Memory Management from HBase offheap to Netty 07/09 Update SLTechnology News&Howtos

Memory Management from HBase offheap to Netty

2025-07-09 Update From: SLTechnology News&Howtos shulou NAV: SLTechnology News&Howtos > Database >

Shulou(Shulou.com)06/01 Report--

This article introduces Netty's memory management and performance.

HBase Offheap Status

As a popular distributed NoSQL database, HBase is widely used by various companies. There are many business scenarios, such as information flow and advertising business, with very high throughput and latency requirements for access. In order to avoid the performance impact caused by Java GC as much as possible, HBase 2.0 has offheaped the two core paths of reading and writing, that is, the application of objects is directly applied to JVM offheap, and the memory allocated by offheap will not be released by JVM GC, and users need to explicitly release it themselves. On the write path, the request packets sent by the client will be allocated to the offheap memory area until the data is successfully written to the WAL log and Memstore. The ConcurrentSkipListSet maintaining Memstore does not directly store Cell data, but stores references to Cell. The actual memory data is encoded in multiple chunks of MSLAB, which is more convenient to manage offheap memory. Similarly, on the read path, try to read BucketCache first. When Cache misses, read the corresponding Block from HFile. The BucketCache that occupies the most memory is placed on the offheap. After obtaining the Block, encode it into Cell and send it to the user. The whole process basically does not involve the application of objects in the heap.

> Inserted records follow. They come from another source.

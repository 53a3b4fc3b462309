use super::freeze::{FreezeProtocol, RemoteProcessControl};
use super::{Edition, GraphDatabase, WORK_DIR};
use crate::env::{service, ExecOptions};
use crate::runner::argv;
use crate::utils::{OpsError, Result, StepContext};
use std::path::Path;
use tracing::{info, warn};

/// The server id of the row flagged `requester = true` in
/// `dbms.cluster.statusCheck` plain output.
pub fn seeder_server_id(output: &str) -> Result<String> {
    let ids: Vec<String> = output
        .lines()
        .map(str::trim)
        .filter(|line| !line.starts_with("requester"))
        .filter(|line| line.starts_with("true") || line.starts_with("TRUE"))
        .filter_map(|line| line.split_once(','))
        .map(|(_, id)| id.trim().trim_matches('"').to_string())
        .filter(|id| !id.is_empty())
        .collect();

    match ids.as_slice() {
        [id] => Ok(id.clone()),
        [] => Err(OpsError::other(
            "failed to find current server ID (no requester=true found in output)",
        )),
        _ => Err(OpsError::other(format!(
            "ambiguous current server ID (several requester=true rows: {})",
            ids.join(", ")
        ))),
    }
}

impl GraphDatabase<'_> {
    /// Restores `<backup_dir>/database` with the method matching `edition`.
    pub async fn restore(
        &self,
        backup_dir: &Path,
        edition: Edition,
        migrate_format: bool,
    ) -> Result<()> {
        if let Err(e) = self.remove("-rf", &[WORK_DIR]).await {
            warn!("Failed to clear stale neo4j scratch directory: {}", e);
        }
        self.backend
            .copy_to(service::DATABASE, &backup_dir.join("database"), WORK_DIR)
            .await
            .step("failed to copy backup to database container")?;

        let result = self.restore_staged(edition, migrate_format).await;
        if let Err(e) = self.remove("-rf", &[WORK_DIR]).await {
            warn!("Failed to clean up staged neo4j backup: {}", e);
        }
        result
    }

    async fn restore_staged(&self, edition: Edition, migrate_format: bool) -> Result<()> {
        self.exec(
            argv(&["chown", "-R", "neo4j:neo4j", WORK_DIR]),
            &ExecOptions::default(),
        )
        .await
        .step("failed to change backup ownership")?;

        match edition {
            Edition::Community => self.restore_community(migrate_format).await,
            Edition::Enterprise => self.restore_enterprise(migrate_format).await,
        }
    }

    async fn admin(&self, command: &[&str], opts: &ExecOptions, step: &str) -> Result<()> {
        let mut command = argv(command);
        command.push(self.name().to_string());
        self.exec_stream(command, opts).await.step(step).map(|_| ())
    }

    async fn restore_enterprise(&self, migrate_format: bool) -> Result<()> {
        info!("Restoring Neo4j database (enterprise)");
        let opts = self.admin_options().await;

        if self.is_cluster().await {
            return self.restore_cluster(&opts).await;
        }

        self.system_query(&format!("stop database {}", self.name()))
            .await
            .step("failed to stop neo4j database")?;

        self.admin(
            &[
                "neo4j-admin",
                "database",
                "restore",
                "--expand-commands",
                "--overwrite-destination=true",
                "--from-path=/tmp/infrahubops",
            ],
            &opts,
            "failed to restore neo4j",
        )
        .await?;

        if migrate_format {
            self.admin(
                &["neo4j-admin", "database", "migrate", "--expand-commands", "--to-format=block"],
                &opts,
                "failed to migrate neo4j to block format",
            )
            .await?;
        }

        self.exec(self.restore_metadata_command(), &opts)
            .await
            .step("failed to restore neo4j metadata")?;

        self.system_query(&format!("start database {}", self.name()))
            .await
            .step("failed to start neo4j database")?;
        Ok(())
    }

    /// Designated-seeder restore: the local server restores the backup and
    /// the database is recreated cluster-wide from its copy.
    async fn restore_cluster(&self, opts: &ExecOptions) -> Result<()> {
        info!("Using Neo4j cluster restore flow (designated seeder)");
        let name = self.name();

        if let Err(e) = self.system_query(&format!("STOP DATABASE {}", name)).await {
            warn!("Failed to stop database (may not exist): {}", e);
        }
        self.system_query(&format!("DROP DATABASE {} IF EXISTS", name))
            .await
            .step("failed to drop database")?;

        self.admin(
            &[
                "neo4j-admin",
                "database",
                "restore",
                "--expand-commands",
                "--overwrite-destination=true",
                "--from-path=/tmp/infrahubops",
            ],
            opts,
            "failed to restore neo4j",
        )
        .await?;

        let status = self
            .system_query_plain(
                "CALL dbms.cluster.statusCheck([]) YIELD requester, serverId RETURN requester, serverId",
            )
            .await
            .step("failed to get server ID")?;
        let server_id = seeder_server_id(&status)?;
        info!(server_id = %server_id, "Creating database with designated seeder");

        let create = format!(
            "CREATE DATABASE {}\nTOPOLOGY 3 PRIMARIES\nOPTIONS {{\n  existingData: 'use',\n  \
             existingDataSeedInstance: '{}'\n}}",
            name, server_id
        );
        self.system_query(&create)
            .await
            .step("failed to create database with seeder")?;

        self.wait_online().await
    }

    async fn wait_online(&self) -> Result<()> {
        let query = format!(
            "SHOW DATABASE {} YIELD currentStatus RETURN currentStatus",
            self.name()
        );
        let attempts = self.timings.seed_online_attempts;
        let interval = self.timings.seed_online_interval();
        for attempt in 1..=attempts {
            match self.system_query_plain(&query).await {
                Ok(output) if output.to_lowercase().contains("online") => {
                    info!("Database is online");
                    return Ok(());
                }
                Ok(_) | Err(_) => {}
            }
            if attempt < attempts {
                tokio::time::sleep(interval).await;
            }
        }
        Err(OpsError::Timeout {
            what: format!("database {} to come online", self.name()),
            seconds: interval.as_secs() * u64::from(attempts),
        })
    }

    async fn restore_community(&self, migrate_format: bool) -> Result<()> {
        info!("Restoring Neo4j database (community dump)");
        let control = RemoteProcessControl::new(self);
        FreezeProtocol::new(&control, self.timings)
            .run(move || async move {
                let opts = self.admin_options().await;
                self.admin(
                    &[
                        "neo4j-admin",
                        "database",
                        "load",
                        "--overwrite-destination=true",
                        "--from-path=/tmp/infrahubops",
                    ],
                    &opts,
                    "failed to load neo4j dump",
                )
                .await?;

                if migrate_format {
                    self.admin(
                        &["neo4j-admin", "database", "migrate", "--to-format=block"],
                        &opts,
                        "failed to migrate neo4j to block format",
                    )
                    .await?;
                }
                info!("Neo4j dump restored");
                Ok(())
            })
            .await
    }
}

#[cfg(test)]
mod tests {
    use super::*;
    use crate::config::Timings;
    use crate::neo4j::watchdog::WatchdogAssets;
    use crate::testing::{neo4j_credentials, FakeBackend};

    const STATUS_HEADER: &str = "requester, serverId\n";

    #[test]
    fn test_seeder_server_id() {
        let output = format!(
            "{}false, \"aaa\"\ntrue, \"bbb-123\"\nfalse, \"ccc\"\n",
            STATUS_HEADER
        );
        assert_eq!(seeder_server_id(&output).unwrap(), "bbb-123");
        assert_eq!(seeder_server_id("TRUE, plain-id").unwrap(), "plain-id");
    }

    #[test]
    fn test_seeder_server_id_requires_exactly_one() {
        let none = format!("{}false, \"aaa\"", STATUS_HEADER);
        assert!(seeder_server_id(&none).is_err());

        let many = format!("{}true, \"aaa\"\ntrue, \"bbb\"", STATUS_HEADER);
        let err = seeder_server_id(&many).unwrap_err();
        assert!(err.to_string().contains("aaa, bbb"));
    }

    fn database<'a>(
        backend: &'a FakeBackend,
        creds: &'a crate::credentials::DatabaseCredentials,
        timings: &'a Timings,
        assets: &'a WatchdogAssets,
    ) -> GraphDatabase<'a> {
        GraphDatabase::new(backend, creds, timings, assets)
    }

    #[tokio::test]
    async fn test_standalone_enterprise_restore_sequence() {
        let backend = FakeBackend::new()
            .on("database: whoami", "neo4j")
            .on("SHOW SERVERS", "serverCount\n1");
        let (creds, timings, assets) =
            (neo4j_credentials(), Timings::immediate(), WatchdogAssets::empty());
        let db = database(&backend, &creds, &timings, &assets);
        let dir = tempfile::tempdir().unwrap();

        db.restore(dir.path(), Edition::Enterprise, true).await.unwrap();

        let order = [
            "database: rm -rf /tmp/infrahubops",
            "copy_to database:/tmp/infrahubops",
            "database: chown -R neo4j:neo4j /tmp/infrahubops",
            "stop database neo4j",
            "neo4j-admin database restore --expand-commands --overwrite-destination=true --from-path=/tmp/infrahubops neo4j",
            "neo4j-admin database migrate --expand-commands --to-format=block neo4j",
            "restore_metadata.cypher | cypher-shell -u neo4j -padmin -d system --param \"database => 'neo4j'\"",
            "start database neo4j",
        ];
        let positions: Vec<usize> = order.iter().map(|f| backend.position(f).unwrap()).collect();
        assert!(positions.windows(2).all(|w| w[0] < w[1]), "{:?}", backend.calls());
        assert_eq!(backend.calls().last().unwrap(), "database: rm -rf /tmp/infrahubops");
        assert_eq!(backend.count("rm -rf /tmp/infrahubops"), 2);
        assert!(!backend.called("[user=neo4j]"));
    }

    #[tokio::test]
    async fn test_cluster_restore_uses_designated_seeder() {
        let backend = FakeBackend::new()
            .on("database: whoami", "root")
            .on("SHOW SERVERS", "serverCount\n3")
            .on("dbms.cluster.statusCheck", "requester, serverId\nfalse, \"x\"\ntrue, \"seed-1\"")
            .once("YIELD currentStatus", "currentStatus\n\"starting\"")
            .on("YIELD currentStatus", "currentStatus\n\"online\"");
        let (creds, timings, assets) =
            (neo4j_credentials(), Timings::immediate(), WatchdogAssets::empty());
        let db = database(&backend, &creds, &timings, &assets);
        let dir = tempfile::tempdir().unwrap();

        db.restore(dir.path(), Edition::Enterprise, false).await.unwrap();

        assert!(backend.called("DROP DATABASE neo4j IF EXISTS"));
        assert!(backend.called("--from-path=/tmp/infrahubops neo4j [user=neo4j]"));
        assert!(backend.called("existingDataSeedInstance: 'seed-1'"));
        assert!(!backend.called("restore_metadata.cypher"));
    }

    #[tokio::test]
    async fn test_cluster_restore_times_out_when_never_online() {
        let backend = FakeBackend::new()
            .on("SHOW SERVERS", "serverCount\n2")
            .on("dbms.cluster.statusCheck", "requester, serverId\ntrue, \"seed-1\"")
            .on("YIELD currentStatus", "currentStatus\n\"offline\"");
        let (creds, timings, assets) =
            (neo4j_credentials(), Timings::immediate(), WatchdogAssets::empty());
        let db = database(&backend, &creds, &timings, &assets);
        let dir = tempfile::tempdir().unwrap();

        let err = db.restore(dir.path(), Edition::Enterprise, false).await.unwrap_err();
        assert!(matches!(err, OpsError::Timeout { .. }));
        assert!(backend.called("database: rm -rf /tmp/infrahubops"));
    }

    #[tokio::test]
    async fn test_community_restore_loads_while_frozen() {
        let backend = FakeBackend::new()
            .on("database: cat /var/lib/neo4j/run/neo4j.pid", "9")
            .on("database: uname -m", "x86_64")
            .on("/proc/9/status", "T (stopped)")
            .on("database: whoami", "root");
        let (creds, timings) = (neo4j_credentials(), Timings::immediate());
        let assets = WatchdogAssets::new(b"helper".to_vec(), Vec::new());
        let db = database(&backend, &creds, &timings, &assets);
        let dir = tempfile::tempdir().unwrap();

        db.restore(dir.path(), Edition::Community, true).await.unwrap();

        let kill = backend.position("database: kill 9").unwrap();
        let load = backend
            .position(
                "neo4j-admin database load --overwrite-destination=true \
                 --from-path=/tmp/infrahubops neo4j [user=neo4j]",
            )
            .unwrap();
        let migrate = backend
            .position("neo4j-admin database migrate --to-format=block neo4j [user=neo4j]")
            .unwrap();
        let resume = backend.position("database: kill -CONT 9").unwrap();
        assert!(kill < load && load < migrate && migrate < resume);
        assert!(!backend.called("stop database"));
    }
}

However, in the recent performance test results of Xiaomi, it is found that the 100% Get scene is still seriously affected by Young GC. In the two pictures posted by HBASE-21879, it can be clearly observed that the p999 delay of Get operation is basically the same as that of G1 Young GC, which is about 100 ms. Logically, after HBASE-11425, all memory allocations should be in the heap, and there should be almost no memory requests in the heap. However, after carefully combing the code, it is found that the process of reading blocks from HFile is still copied to the heap first, and the DataBlock in the heap is not released until BucketCache's WriterThread asynchronously refreshes the Block to Offheap. However, in the disk type pressure test, due to the large amount of data, the Cache hit rate is not high (~70%), so there will be a large number of Block read disk IO, so a large number of young generation objects will be generated in the Heap, which will eventually lead to an increase in GC pressure in the Young area.

The direct way to eliminate Young GC is to read DataBlock directly from HFile to Offheap. Before leaving this pit, the main reason is that HDFS does not support the Pread interface of ByteBuffer. Of course, HDFS-3246 is opened later to follow up this matter. However, a problem found later is that DataBlock read out from Rpc path is actually placed in a temporary Map called RamCache after entering BucketCache, and once Block enters this Map, it can be hit by other RPC, so the DataBlock read out before cannot be released directly after RPC exits. It must be considered whether RamCache is also released. Thus, a mechanism is needed to track whether a block of memory is no longer referenced by all RPC paths and RamCache at the same time, and memory can only be freed if neither is referenced. Naturally, I thought of using the reference Count mechanism to track ByteBuffer, and later found that Netty has implemented this thing more completely, so I looked at Netty's memory management mechanism.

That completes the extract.